A spregio di ogni elementare senso commerciale e pratico, alcune delle performances scelte sono veri e propri tour de force, robe da quasi una ventina di minuti, dilatate a dismisura da improvvisazioni e indulgenze varie dei solisti coinvolti. Una forma di intrattenimento che, certamente efficace stando in platea immersi nel feeling della serata, si perde un po’ su disco, quando varietà, consistenza, concisione e compattezza favoriscono la concentrazione all’ascolto. Così abbiamo i Mountain che partono per la tangente per non tornare più in “Stormy Monday”, un blues lentissimo che invece di finire si carica di ritmo e di furiosi botta e risposta fra basso e chitarra.

Alla stessa maniera i Ten Years After operano su “I’Can’t Cryin’ Sometimes”: il povero Alvin Lee (deceduto poco tempo fa) la prende alla larga, con un intro country, un proseguo scat (voce e chitarra all’unisono, mica facile) e finalmente il riff di apertura del pezzo. Anche qui seguono dieci minuti buoni di improvvisazione, schitarrate d’alta scuola con le quali Lee mostra più che mai pregi (è un solista pulito, preciso, veloce e grintoso) e difetti (i suoi licks, le sue frasi melodiche sono decisamente ricorrenti, la sua “svisata” è più o meno sempre la stessa). Mi ripeto: dal vivo tutto fa spettacolo, su disco affiora un po’ di noia.
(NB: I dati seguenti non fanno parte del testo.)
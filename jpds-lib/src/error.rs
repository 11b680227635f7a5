use thiserror::Error;

/// Fatal translation failures. Coverage gaps are not errors and never produce
/// one of these; they degrade to stack-preserving fallback rules instead.
#[derive(Debug, Error, Clone, PartialEq, Eq)]
pub enum TranslateError {
    #[error("invalid configuration: {0}")]
    Config(String),

    #[error("file for class {0} not found in any search path")]
    MissingClass(String),

    #[error("method not found: {0}")]
    MissingMethod(String),

    #[error("malformed class file for {name}: {reason}")]
    MalformedClass { name : String, reason : String },

    #[error("malformed descriptor {0}")]
    Descriptor(String),

    #[error("unsupported construct: {0}")]
    Unsupported(String),

    #[error("the specified range [{min},{max}] is too large for integers with {bits} bits")]
    RangeTooLarge { min : i64, max : i64, bits : u32 },

    #[error("the specified bits {width} is too large for integers with {bits} bits")]
    BitsTooLarge { width : u32, bits : u32 },

    #[error("the heap size is too small for the specified range(s); a heap of size at least {0} is required")]
    HeapTooSmall(usize),
}

#[test]
fn test_error_messages() {
    let e = TranslateError::RangeTooLarge { min : -9, max : 7, bits : 4 };
    assert_eq!(e.to_string(), "the specified range [-9,7] is too large for integers with 4 bits");

    let e = TranslateError::Unsupported("invokedynamic".into());
    assert!(e.to_string().contains("invokedynamic"));
}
Anche Miles Davis non scherza: diciassette minuti quasi di un unico tema rock jazz sviscerato fino all’inverosimile, prima di estinguersi. Qui poi vengono avanti anche mie personali idiosincrasie… estremizzabili da una nota uscita di Stewart Copeland il batterista dei Police, più o meno: “Il jazz è un genere buono per gente che non ha nulla da dire con la musica!”.

Le esibizioni di Hendrix, degli Allman Brothers e di Cohen possono essere meglio apprezzate nei rispettivi dischi usciti a lorotempo e contenenti le intere scalette di quegli stessi concerti. In quest’album agli Allman sono riservati un paio di episodi, ad Hendrix tre e a Leonard Cohen (per fortuna…  stona dall’inizio alla fine) solo uno. E’ opinione comune che la performance di Hendrix a Wight sia stata assai opaca… è in effetti così, il maestro si “intacca” ogni tanto durante le fasi soliste perdendo il filo del discorso, ma Jimi è e rimane unico, anche una sua prestazione sottotono riesce a trasmettere l’approccio memorabile e sensuale che lui teneva con la musica, il suo suono fluido e inconfondibile, il suo divertimento, il suo cuore. Specie qui che siamo a meno di tre settimane dalla sua crudele e stupida morte.

Nel settore folk svettano come sempre i Poco, grazie primariamente alla maestria di Rusty Young sui vari strumenti a corda, da lui virtuosamente maneggiati. Risibile invece la prestazione del futuro attore (e scarso pure in quell’arte!) Kris Kristofferson, che le cronache del festival narrano cacciato letteralmente dal palco dagli ululati del pubblico. Bravo invece David Bromberg, mentre suonano scolastici i Procol Harum… probabilmente la scelta di “A Salty Dog” per questo disco non è la più adatta: troppo importante (e sublime)  il ruolo dell’orchestra in quest’assoluta gemma del pop, con l’organo che non riesce ad esserne un valido surrogato.

Johnny Winter e Sly & The Family Stone fanno quello che sanno fare, nei rispettivi (e diversi) ruoli, senza infamia e senza lode. Particolarmente pallosi al contrario i fratellini dei Chambers Brothers, un gruppo di cui in Italia è veramente arrivata una eco men che minima, anche ai bei tempi loro: del loro gospel pretenzioso, mal cantato e ripetitivo non si vede l’ora che finisca.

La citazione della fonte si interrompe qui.